Description of the task:
Where the word "linked" occurs in a line of the data, return the whole line.

===== Given records =====

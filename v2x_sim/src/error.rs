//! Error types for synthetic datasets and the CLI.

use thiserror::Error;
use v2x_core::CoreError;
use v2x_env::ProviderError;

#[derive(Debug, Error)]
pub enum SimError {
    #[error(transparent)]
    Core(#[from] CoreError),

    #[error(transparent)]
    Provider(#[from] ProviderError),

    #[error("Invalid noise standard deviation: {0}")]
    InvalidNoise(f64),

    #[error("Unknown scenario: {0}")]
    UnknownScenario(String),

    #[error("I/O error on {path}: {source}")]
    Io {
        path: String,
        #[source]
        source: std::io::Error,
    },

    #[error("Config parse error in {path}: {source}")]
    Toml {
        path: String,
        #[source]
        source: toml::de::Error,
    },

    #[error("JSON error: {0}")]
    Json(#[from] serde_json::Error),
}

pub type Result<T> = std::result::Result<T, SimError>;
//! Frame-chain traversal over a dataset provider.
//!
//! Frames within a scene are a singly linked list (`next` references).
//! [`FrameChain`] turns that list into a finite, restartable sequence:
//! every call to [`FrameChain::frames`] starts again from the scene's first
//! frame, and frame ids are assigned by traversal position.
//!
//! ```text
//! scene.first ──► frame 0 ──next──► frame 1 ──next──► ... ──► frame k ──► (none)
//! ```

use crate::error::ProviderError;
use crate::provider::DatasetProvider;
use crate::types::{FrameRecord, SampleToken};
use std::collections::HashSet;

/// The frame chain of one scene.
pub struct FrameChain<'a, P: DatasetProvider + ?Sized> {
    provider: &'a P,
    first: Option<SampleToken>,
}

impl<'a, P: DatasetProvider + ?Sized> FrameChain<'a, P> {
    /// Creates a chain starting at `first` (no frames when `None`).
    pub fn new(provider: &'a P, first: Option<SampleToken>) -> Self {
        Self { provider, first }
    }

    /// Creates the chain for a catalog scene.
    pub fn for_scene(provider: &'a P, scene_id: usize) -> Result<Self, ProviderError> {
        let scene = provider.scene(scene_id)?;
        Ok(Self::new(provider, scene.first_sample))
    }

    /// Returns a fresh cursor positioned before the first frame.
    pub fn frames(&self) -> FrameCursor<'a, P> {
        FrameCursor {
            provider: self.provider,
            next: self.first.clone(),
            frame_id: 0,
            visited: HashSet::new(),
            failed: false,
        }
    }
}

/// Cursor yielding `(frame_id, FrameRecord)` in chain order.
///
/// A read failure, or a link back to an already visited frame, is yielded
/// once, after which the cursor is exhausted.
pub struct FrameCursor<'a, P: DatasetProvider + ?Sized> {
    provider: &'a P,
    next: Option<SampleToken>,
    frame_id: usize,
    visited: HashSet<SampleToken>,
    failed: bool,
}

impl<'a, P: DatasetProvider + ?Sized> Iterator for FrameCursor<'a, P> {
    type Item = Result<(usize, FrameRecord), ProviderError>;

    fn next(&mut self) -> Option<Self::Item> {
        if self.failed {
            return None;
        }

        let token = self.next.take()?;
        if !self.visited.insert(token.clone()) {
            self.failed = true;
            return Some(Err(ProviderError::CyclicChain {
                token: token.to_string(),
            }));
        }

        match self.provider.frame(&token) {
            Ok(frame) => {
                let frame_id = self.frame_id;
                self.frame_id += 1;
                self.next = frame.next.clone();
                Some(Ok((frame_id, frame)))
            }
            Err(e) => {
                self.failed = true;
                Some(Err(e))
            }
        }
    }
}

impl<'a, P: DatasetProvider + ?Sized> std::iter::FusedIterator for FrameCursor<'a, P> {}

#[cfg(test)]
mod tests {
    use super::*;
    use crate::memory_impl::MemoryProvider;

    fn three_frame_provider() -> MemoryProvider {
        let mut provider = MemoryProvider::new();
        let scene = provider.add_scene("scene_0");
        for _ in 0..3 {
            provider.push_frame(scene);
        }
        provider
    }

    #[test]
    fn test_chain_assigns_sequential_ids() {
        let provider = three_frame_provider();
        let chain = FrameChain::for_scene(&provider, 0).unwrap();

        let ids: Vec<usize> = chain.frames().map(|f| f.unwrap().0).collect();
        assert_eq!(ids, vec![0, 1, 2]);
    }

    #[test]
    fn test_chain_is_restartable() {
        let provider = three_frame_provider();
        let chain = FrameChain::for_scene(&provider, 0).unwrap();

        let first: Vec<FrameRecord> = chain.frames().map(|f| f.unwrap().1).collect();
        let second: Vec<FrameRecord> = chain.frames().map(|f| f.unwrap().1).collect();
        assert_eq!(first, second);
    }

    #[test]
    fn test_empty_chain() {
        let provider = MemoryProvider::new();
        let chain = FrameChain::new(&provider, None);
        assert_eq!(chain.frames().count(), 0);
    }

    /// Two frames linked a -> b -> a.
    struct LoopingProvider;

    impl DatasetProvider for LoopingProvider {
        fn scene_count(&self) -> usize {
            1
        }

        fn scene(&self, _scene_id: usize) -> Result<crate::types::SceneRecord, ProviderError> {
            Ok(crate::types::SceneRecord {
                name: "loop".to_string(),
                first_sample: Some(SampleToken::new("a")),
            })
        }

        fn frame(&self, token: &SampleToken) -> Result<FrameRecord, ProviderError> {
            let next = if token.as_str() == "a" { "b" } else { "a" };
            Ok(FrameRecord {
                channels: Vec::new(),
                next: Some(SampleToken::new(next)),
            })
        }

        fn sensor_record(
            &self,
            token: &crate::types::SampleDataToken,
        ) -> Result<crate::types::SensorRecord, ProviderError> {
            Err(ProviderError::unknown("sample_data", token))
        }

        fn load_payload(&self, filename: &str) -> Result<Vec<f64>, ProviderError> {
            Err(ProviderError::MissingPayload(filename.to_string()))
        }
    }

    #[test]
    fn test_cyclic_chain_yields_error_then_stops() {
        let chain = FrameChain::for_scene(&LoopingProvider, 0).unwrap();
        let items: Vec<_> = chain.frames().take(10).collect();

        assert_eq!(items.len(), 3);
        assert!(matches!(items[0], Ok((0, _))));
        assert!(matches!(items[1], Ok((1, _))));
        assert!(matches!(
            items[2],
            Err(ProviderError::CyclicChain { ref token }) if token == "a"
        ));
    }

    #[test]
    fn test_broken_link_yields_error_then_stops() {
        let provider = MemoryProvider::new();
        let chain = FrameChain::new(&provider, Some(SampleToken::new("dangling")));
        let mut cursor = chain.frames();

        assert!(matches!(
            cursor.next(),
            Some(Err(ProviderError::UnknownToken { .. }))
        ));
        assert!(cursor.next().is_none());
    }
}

=====

Result below:
//! Frames within a scene are a singly linked list (`next` references).
    /// Two frames linked a -> b -> a.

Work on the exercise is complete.